Bulimia nervosa: cause, sintomi e trattamento

Psicologia • 20 gennaio 2017 • Commenti:

La bulimia nervosa è uno dei disturbi del comportamento alimentare più comuni. La parola bulimia significa “fame da bue”. Una persona bulimica assume un’incontrollata quantità di cibo per poi espellerlo per non metabolizzarlo, attraverso diverse modalità:

  • uso di lassativi
  • vomito autoindotto
  • estrema attività fisica

Si stima che il 3% di donne sia affetta da bulimia, specialmente in età giovanissima. Spesso si inizia già dai 12 anni, con un picco del disturbo intorno ai 17. La prevalenza di bulimici è femminile, i maschi rappresentano solo un decimo rispetto ai casi del sesso opposto.

Quali sono i sintomi della bulimia nervosa?

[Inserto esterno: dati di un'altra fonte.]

//! Crate-level error types shared across the exchange steps and the orchestrator.
//!
//! Every failure surfaces as [`Error`]. The four pipeline categories are
//! [`Error::Transport`] (the service could not be reached), [`Error::MalformedResponse`]
//! (the body is not the JSON shape that was expected), [`Error::IncompleteResponse`] (the
//! body parsed but a promised field is missing or mistyped) and the platform rejections
//! [`Error::XboxLive`] / [`Error::Minecraft`]. The orchestrator wraps any of them in
//! [`Error::Stage`] so callers learn which hop of the chain failed.

// self
use crate::{
	_prelude::*,
	exchange::{Authority, ExchangeStage},
	json::JsonMappingError,
	xbox::ErrorReason,
};

/// Crate-wide result type alias returning [`Error`] by default.
pub type Result<T, E = Error> = std::result::Result<T, E>;

pub(crate) type BoxError = Box<dyn StdError + Send + Sync>;

/// Canonical authentication failure exposed by public APIs.
#[derive(Debug, ThisError)]
pub enum Error {
	/// Local configuration problem (endpoint URL or HTTP client construction).
	#[error(transparent)]
	Config(#[from] ConfigError),
	/// The authority could not be reached (DNS, TCP, TLS, timeout, broken status line).
	#[error(transparent)]
	Transport(#[from] TransportError),

	/// The response body could not be mapped to the expected JSON shape.
	#[error("Malformed response from {authority}.")]
	MalformedResponse {
		/// Authority that produced the body.
		authority: Authority,
		/// Underlying mapping failure.
		#[source]
		source: JsonMappingError,
	},
	/// The response body parsed, but a required field was missing or had the wrong type.
	#[error("Incomplete response from {authority}: `{field}` is missing or invalid.")]
	IncompleteResponse {
		/// Authority that produced the body.
		authority: Authority,
		/// Path of the offending field.
		field: &'static str,
	},
	/// Xbox Live rejected the exchange; `reason` is the classified vendor error.
	#[error("Xbox Live returned an error: {reason}.")]
	XboxLive {
		/// Classified cause of the rejection.
		reason: ErrorReason,
	},
	/// Minecraft services rejected the exchange.
	///
	/// The service does not share the Xbox Live code space, so the raw `errorType` string
	/// is carried instead of an [`ErrorReason`].
	#[error("Minecraft services returned an error: {}.", .error_type.as_deref().unwrap_or("unknown"))]
	Minecraft {
		/// Value of the `errorType` body field, when readable.
		error_type: Option<String>,
	},

	/// A chained exchange failed; `source` holds the stage-local cause.
	#[error("Failed while {stage}.")]
	Stage {
		/// Stage of the chain that failed.
		stage: ExchangeStage,
		/// Original, typed cause.
		#[source]
		source: Box<Error>,
	},
}
impl Error {
	/// Wraps `self` with the stage that was running when it occurred.
	pub fn in_stage(self, stage: ExchangeStage) -> Self {
		Self::Stage { stage, source: Box::new(self) }
	}

	/// Returns the innermost error, skipping any stage wrappers.
	pub fn root(&self) -> &Error {
		let mut current = self;

		while let Self::Stage { source, .. } = current {
			current = &**source;
		}

		current
	}

	/// Returns the outermost stage that failed, if the error came from a chained exchange.
	pub fn failed_stage(&self) -> Option<ExchangeStage> {
		match self {
			Self::Stage { stage, .. } => Some(*stage),
			_ => None,
		}
	}

	/// Returns the classified Xbox Live reason when the chain was rejected by Xbox Live.
	pub fn xbox_reason(&self) -> Option<ErrorReason> {
		match self.root() {
			Self::XboxLive { reason } => Some(*reason),
			_ => None,
		}
	}

	/// Returns `true` when the root cause is a transport failure.
	pub fn is_transport(&self) -> bool {
		matches!(self.root(), Self::Transport(_))
	}
}

/// Configuration failures raised before any request leaves the process.
#[derive(Debug, ThisError)]
pub enum ConfigError {
	/// HTTP client could not be constructed.
	#[error("HTTP client could not be constructed.")]
	HttpClientBuild {
		/// Underlying transport builder failure.
		#[source]
		source: BoxError,
	},
	/// A fixed endpoint URL could not be parsed.
	#[error("Endpoint URL `{url}` is invalid.")]
	InvalidEndpoint {
		/// Offending URL text.
		url: &'static str,
		/// Underlying parsing failure.
		#[source]
		source: url::ParseError,
	},
}
impl ConfigError {
	/// Wraps a transport's builder failure inside [`ConfigError`].
	pub fn http_client_build(src: impl 'static + Send + Sync + StdError) -> Self {
		Self::HttpClientBuild { source: Box::new(src) }
	}
}
#[cfg(feature = "reqwest")]
impl From<reqwest::Error> for ConfigError {
	fn from(e: reqwest::Error) -> Self {
		Self::http_client_build(e)
	}
}

/// Transport-level failures (network, IO). A non-2xx status is never one of these.
#[derive(Debug, ThisError)]
pub enum TransportError {
	/// Underlying HTTP client reported a network failure.
	#[error("Network error occurred while calling the service.")]
	Network {
		/// Transport-specific network error.
		#[source]
		source: BoxError,
	},
	/// The request did not complete before the transport's deadline.
	#[error("Request timed out while calling the service.")]
	Timeout {
		/// Transport-specific timeout error.
		#[source]
		source: BoxError,
	},
	/// Underlying IO failure surfaced during transport.
	#[error("I/O error occurred while calling the service.")]
	Io(#[from] std::io::Error),
}
impl TransportError {
	/// Wraps a transport-specific network error.
	pub fn network(src: impl 'static + Send + Sync + StdError) -> Self {
		Self::Network { source: Box::new(src) }
	}

	/// Wraps a transport-specific timeout error.
	pub fn timeout(src: impl 'static + Send + Sync + StdError) -> Self {
		Self::Timeout { source: Box::new(src) }
	}
}
#[cfg(feature = "reqwest")]
impl From<reqwest::Error> for TransportError {
	fn from(e: reqwest::Error) -> Self {
		if e.is_timeout() { Self::timeout(e) } else { Self::network(e) }
	}
}

#[cfg(test)]
mod tests {
	// self
	use super::*;

	#[test]
	fn stage_wrapping_preserves_typed_cause() {
		let err = Error::XboxLive { reason: ErrorReason::XboxNotLinked }
			.in_stage(ExchangeStage::UserToken);

		assert_eq!(err.failed_stage(), Some(ExchangeStage::UserToken));
		assert_eq!(err.xbox_reason(), Some(ErrorReason::XboxNotLinked));
		assert!(matches!(err.root(), Error::XboxLive { .. }));
		assert_eq!(err.to_string(), "Failed while fetching user token.");
		assert!(!err.is_transport());
	}

	#[test]
	fn minecraft_error_message_tolerates_missing_type() {
		let known = Error::Minecraft { error_type: Some("NOT_FOUND".into()) };
		let unknown = Error::Minecraft { error_type: None };

		assert_eq!(known.to_string(), "Minecraft services returned an error: NOT_FOUND.");
		assert_eq!(unknown.to_string(), "Minecraft services returned an error: unknown.");
	}

	#[test]
	fn transport_errors_are_detected_through_stages() {
		let io = std::io::Error::new(std::io::ErrorKind::ConnectionRefused, "refused");
		let err = Error::from(TransportError::from(io)).in_stage(ExchangeStage::ServiceToken);

		assert!(err.is_transport());
		assert_eq!(err.xbox_reason(), None);
	}
}
//! Optional observability helpers for the exchange chain.
//!
//! # Feature Flags
//!
//! - Enable `tracing` to emit spans named `xbl_token_chain.exchange` (one per stage, with a
//!   `stage` field) and `xbl_token_chain.chain` (one per orchestrated login, with an `entry`
//!   field). Rejections are logged at `debug`, transport failures at `warn`.
//! - Enable `metrics` to increment the `xbl_token_chain_exchange_total` counter for every
//!   attempt/success/failure, labeled by `stage` + `outcome`.
//!
//! Token values never reach either backend.

mod metrics;
mod tracing;

pub use metrics::*;
pub use tracing::*;

// self
use crate::_prelude::*;

/// Outcome labels recorded for each stage attempt.
#[derive(Clone, Copy, Debug, PartialEq, Eq, Hash)]
pub enum StageOutcome {
	/// A stage started.
	Attempt,
	/// The stage produced its token.
	Success,
	/// The stage failed and the error propagated to the caller.
	Failure,
}
impl StageOutcome {
	/// Returns a stable label suitable for span or metric fields.
	pub const fn as_str(self) -> &'static str {
		match self {
			StageOutcome::Attempt => "attempt",
			StageOutcome::Success => "success",
			StageOutcome::Failure => "failure",
		}
	}
}
impl Display for StageOutcome {
	fn fmt(&self, f: &mut Formatter) -> FmtResult {
		f.write_str(self.as_str())
	}
}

I sintomi della bulimia nervosa sono legati a un circolo vizioso che comprendere le seguenti fasi:

  • ossessione per il proprio peso;
  • desiderio di osservare una dieta ferrea;
  • grandi abbuffate;
  • espulsione del cibo ingerito (principalmente vomitando)
     

Le cause della bulimia sono da ricercare nelle persone che basano la propria valutazione principalmente sull’aspetto fisico, ovvero sulla ricerca della magrezza ad ogni costo, optando per la strada che sembra più efficace ed è identificata con l’appagamento attraverso l’assunzione di grosse quantità di cibo, a cui segue l’assenza di sensi colpa determinata dal rigetto del cibo assunto.

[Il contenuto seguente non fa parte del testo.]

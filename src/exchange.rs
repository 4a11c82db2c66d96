//! Single-hop exchange machinery shared by every stage of the chain.
//!
//! A stage is an [`ExchangeStep`]: it knows how to build its request, how to turn a non-2xx
//! response into an [`Error`], and how to read its token out of a 2xx body. [`execute`]
//! runs one step against a transport and owns the parts every stage has in common: status
//! routing, JSON parsing, spans and counters.

// self
use crate::{
	_prelude::*,
	error::ConfigError,
	http::{ExchangeRequest, ExchangeResponse, ExchangeTransport},
	json::JsonObjectView,
	obs::{self, ExchangeSpan, StageOutcome},
};

/// Remote service answering a stage.
#[derive(Clone, Copy, Debug, PartialEq, Eq, Hash)]
pub enum Authority {
	/// Xbox Live user and XSTS endpoints.
	XboxLive,
	/// Minecraft services login endpoint.
	Minecraft,
}
impl Display for Authority {
	fn fmt(&self, f: &mut Formatter) -> FmtResult {
		f.write_str(match self {
			Authority::XboxLive => "Xbox Live",
			Authority::Minecraft => "Minecraft services",
		})
	}
}

/// The three hops of the chain, in order.
#[derive(Clone, Copy, Debug, PartialEq, Eq, Hash, PartialOrd, Ord)]
pub enum ExchangeStage {
	/// Identity credential to user token.
	UserToken,
	/// User token to XSTS service token.
	ServiceToken,
	/// Service token to platform token.
	PlatformToken,
}
impl ExchangeStage {
	/// Returns a stable label suitable for span or metric fields.
	pub const fn as_str(self) -> &'static str {
		match self {
			ExchangeStage::UserToken => "user_token",
			ExchangeStage::ServiceToken => "service_token",
			ExchangeStage::PlatformToken => "platform_token",
		}
	}

	/// Human-readable description used in stage-wrapped errors.
	pub const fn context(self) -> &'static str {
		match self {
			ExchangeStage::UserToken => "fetching user token",
			ExchangeStage::ServiceToken => "fetching service token",
			ExchangeStage::PlatformToken => "exchanging for platform token",
		}
	}

	/// Authority that answers this stage.
	pub const fn authority(self) -> Authority {
		match self {
			ExchangeStage::UserToken | ExchangeStage::ServiceToken => Authority::XboxLive,
			ExchangeStage::PlatformToken => Authority::Minecraft,
		}
	}
}
impl Display for ExchangeStage {
	fn fmt(&self, f: &mut Formatter) -> FmtResult {
		f.write_str(self.context())
	}
}

/// One hop of the chain.
pub trait ExchangeStep {
	/// Token or credential consumed by the hop.
	type Input: ?Sized;
	/// Token produced by the hop.
	type Output;

	/// Stage label used for errors, spans and counters.
	const STAGE: ExchangeStage;

	/// Builds the outbound request for `input`.
	fn request(input: &Self::Input) -> Result<ExchangeRequest>;

	/// Maps a non-2xx response to the authority's rejection error.
	fn reject(response: &ExchangeResponse) -> Error;

	/// Reads the produced token out of a 2xx body.
	fn extract(body: &dyn JsonObjectView) -> Result<Self::Output>;
}

/// Runs `S` once against `transport`.
///
/// Exactly one request is sent. The error is returned unwrapped; the orchestrator adds the
/// stage context.
pub fn execute<S, T>(transport: &T, input: &S::Input) -> Result<S::Output>
where
	S: ExchangeStep,
	T: ?Sized + ExchangeTransport,
{
	let _guard = ExchangeSpan::stage(S::STAGE).entered();

	obs::record_stage_outcome(S::STAGE, StageOutcome::Attempt);

	let result = run::<S, T>(transport, input);
	let outcome = if result.is_ok() { StageOutcome::Success } else { StageOutcome::Failure };

	obs::record_stage_outcome(S::STAGE, outcome);

	result
}

fn run<S, T>(transport: &T, input: &S::Input) -> Result<S::Output>
where
	S: ExchangeStep,
	T: ?Sized + ExchangeTransport,
{
	let request = S::request(input)?;
	let response = transport.send(&request).map_err(|e| {
		obs::trace_transport_failure(S::STAGE, &e);

		Error::from(e)
	})?;

	if !response.is_success() {
		let e = S::reject(&response);

		obs::trace_rejection(S::STAGE, response.status.as_u16(), &e);

		return Err(e);
	}

	let body = response
		.json_object()
		.map_err(|source| Error::MalformedResponse { authority: S::STAGE.authority(), source })?;

	S::extract(&*body)
}

/// Parses one of the fixed endpoint URLs.
pub(crate) fn endpoint(url: &'static str) -> Result<Url> {
	Url::parse(url).map_err(|source| ConfigError::InvalidEndpoint { url, source }.into())
}

/// Shorthand for the error raised when a required field is missing or mistyped.
pub(crate) fn missing(authority: Authority, field: &'static str) -> Error {
	Error::IncompleteResponse { authority, field }
}

#[cfg(test)]
mod tests {
	// self
	use super::*;
	use crate::{error::TransportError, http::StatusCode};

	struct Fixed(Result<ExchangeResponse, fn() -> TransportError>);
	impl ExchangeTransport for Fixed {
		fn send(&self, _: &ExchangeRequest) -> Result<ExchangeResponse, TransportError> {
			self.0.clone().map_err(|make| make())
		}
	}

	struct Echo;
	impl ExchangeStep for Echo {
		type Input = str;
		type Output = String;

		const STAGE: ExchangeStage = ExchangeStage::ServiceToken;

		fn request(input: &str) -> Result<ExchangeRequest> {
			Ok(ExchangeRequest::post_json(
				endpoint("https://example.invalid/echo")?,
				serde_json::json!({ "input": input }),
			))
		}

		fn reject(response: &ExchangeResponse) -> Error {
			Error::Minecraft { error_type: Some(response.status.as_u16().to_string()) }
		}

		fn extract(body: &dyn JsonObjectView) -> Result<String> {
			body.get_string("echo")
				.map(str::to_owned)
				.ok_or_else(|| missing(Authority::XboxLive, "echo"))
		}
	}

	fn refused() -> TransportError {
		std::io::Error::new(std::io::ErrorKind::ConnectionRefused, "refused").into()
	}

	#[test]
	fn stage_labels_read_as_contexts() {
		assert_eq!(ExchangeStage::UserToken.to_string(), "fetching user token");
		assert_eq!(ExchangeStage::ServiceToken.to_string(), "fetching service token");
		assert_eq!(ExchangeStage::PlatformToken.to_string(), "exchanging for platform token");
		assert_eq!(ExchangeStage::PlatformToken.authority(), Authority::Minecraft);
	}

	#[test]
	fn success_extracts_output() {
		let transport = Fixed(Ok(ExchangeResponse::new(StatusCode::OK).with_body(r#"{"echo":"hi"}"#)));
		let output = execute::<Echo, _>(&transport, "hi").expect("Echo should succeed.");

		assert_eq!(output, "hi");
	}

	#[test]
	fn non_success_routes_to_reject() {
		let transport = Fixed(Ok(ExchangeResponse::new(StatusCode::SERVICE_UNAVAILABLE).with_body(r#"{"echo":"hi"}"#)));
		let err = execute::<Echo, _>(&transport, "hi").expect_err("503 should be rejected.");

		assert!(matches!(err, Error::Minecraft { error_type: Some(ref t) } if t == "503"));
	}

	#[test]
	fn unparseable_body_is_malformed() {
		let transport = Fixed(Ok(ExchangeResponse::new(StatusCode::OK).with_body("<html>")));
		let err = execute::<Echo, _>(&transport, "hi").expect_err("HTML should not parse.");

		assert!(matches!(err, Error::MalformedResponse { authority: Authority::XboxLive, .. }));
	}

	#[test]
	fn blank_body_is_incomplete() {
		let transport = Fixed(Ok(ExchangeResponse::new(StatusCode::NO_CONTENT)));
		let err = execute::<Echo, _>(&transport, "hi").expect_err("Blank body has no token.");

		assert!(matches!(err, Error::IncompleteResponse { field: "echo", .. }));
	}

	#[test]
	fn transport_failures_pass_through() {
		let transport = Fixed(Err(refused));
		let err = execute::<Echo, _>(&transport, "hi").expect_err("Transport should fail.");

		assert!(err.is_transport());
		assert_eq!(err.failed_stage(), None);
	}
}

L’abbuffarsi crea infatti un senso di grande piacere, poiché rappresenta un momento in cui l’ossessione per la dieta ferrea è momentaneamente in stand by, allentando tutte le ansie legate alla paura di ingrassare, alla vergogna per il proprio corpo, ecc.

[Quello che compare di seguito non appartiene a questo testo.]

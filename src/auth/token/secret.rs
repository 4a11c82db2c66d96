//! Redacting wrapper for token material.

// self
use crate::_prelude::*;

/// Token value that never appears in formatted output.
///
/// Serialization writes the raw value so callers can persist tokens; formatting does not.
#[derive(Clone, PartialEq, Eq, Serialize, Deserialize)]
#[serde(transparent)]
pub struct TokenSecret(String);
impl TokenSecret {
	/// Wraps a secret string.
	pub fn new(value: impl Into<String>) -> Self {
		Self(value.into())
	}

	/// Returns the inner value. Callers must avoid logging this string.
	pub fn expose(&self) -> &str {
		&self.0
	}

	/// Consumes the wrapper and returns the inner value.
	pub fn into_inner(self) -> String {
		self.0
	}

	/// Returns `true` when the wrapped value is empty.
	pub fn is_empty(&self) -> bool {
		self.0.is_empty()
	}
}
impl AsRef<str> for TokenSecret {
	fn as_ref(&self) -> &str {
		self.expose()
	}
}
impl From<String> for TokenSecret {
	fn from(value: String) -> Self {
		Self(value)
	}
}
impl From<&str> for TokenSecret {
	fn from(value: &str) -> Self {
		Self(value.to_owned())
	}
}
impl Debug for TokenSecret {
	fn fmt(&self, f: &mut Formatter) -> FmtResult {
		f.debug_tuple("TokenSecret").field(&"<redacted>").finish()
	}
}
impl Display for TokenSecret {
	fn fmt(&self, f: &mut Formatter) -> FmtResult {
		f.write_str("<redacted>")
	}
}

La bulimia scatena una innumerevole serie di sensazioni contrastanti, fra cui il disgusto per le proprie abitudini alimentari (che si tenta di nascondere). La crisi bulimica è caratterizzata dalla solitudine, ovvero dal tenere per sé tutti i passaggi legati al mangiare e al liberarsi del cibo ingerito in quantità eccessive. Tra i principali metodi di neutralizzazione del cibo ingerito, il più utilizzato è il vomito autoindotto a cui spesso si ricorre anche quando si assumono piccole quantità di cibo.

Gli effetti collaterali di un comportamento bulimico che si protrae nel tempo sono diversi e di varia gravità:

  • alterazione dell’equilibrio dei fluidi (rischiando di alterare gravemente i valori del sangue);
  • perdita di succo gastrico (generando disfunzioni metaboliche);
  • perdita dello smalto dei denti con rischio di scheggiarli e intaccarli e cariarli (conseguenza soprattutto di chi ricorre al vomito);
  • reflussi gastrici;
  • dolori addominali;
  • rottura dei vasi sanguigni;
  • rischio di rottura delle pareti dello stomaco;
  • danni neurologici;
  • rischio di morte.

Qual è il trattamento della bulimia?

Per la cura della bulimia nervosa, bisogna partire da una terapia psicologica mirata, nella quale il bulimico si lasci assistere da uno psichiatra specializzato in disturbi dell’alimentazione e da un nutrizionista.

Questo ciclo terapeutico – che risulta essere l’intervento di maggiore successo per la cura della bulimia – si basa su varie fasi che mirano a rendere consapevole il paziente del proprio disturbo, programmando un regime alimentare corretto e regolare, e intervenendo sulla smisurata preoccupazione per il peso corporeo e sul mantenimento dei risultati ottenuti nel corso del trattamento.

Nei casi più gravi di bulimia, ove si verifichi una perdita eccessiva di peso o un peggioramento delle condizioni cliniche, si ricorre al ricovero ospedaliero, che mira un trattamento intensivo in cui i pasti sono consumati in presenza del nutrizionista e il paziente costantemente seguito da un’equipe di medici, psicologi, fisioterapisti.

L’aiuto ad un bulimico inizia dall’ambiente che lo circonda. È importante parlare con la persona bulimica, esprimendo le proprie preoccupazioni e manifestando la presenza di un problema che va risolto.

È fondamentale suggerire di rivolgersi ad un medico o uno psicologo, offrendosi di essere presenti senza mai creare un senso di vergogna o colpa in chi soffre di questo disturbo. Dire di smettere non servirà, se prima non si crea la consapevolezza e la coscienza dell’esistenza di un problema serio dalla conseguenza potenzialmente molto pericolose.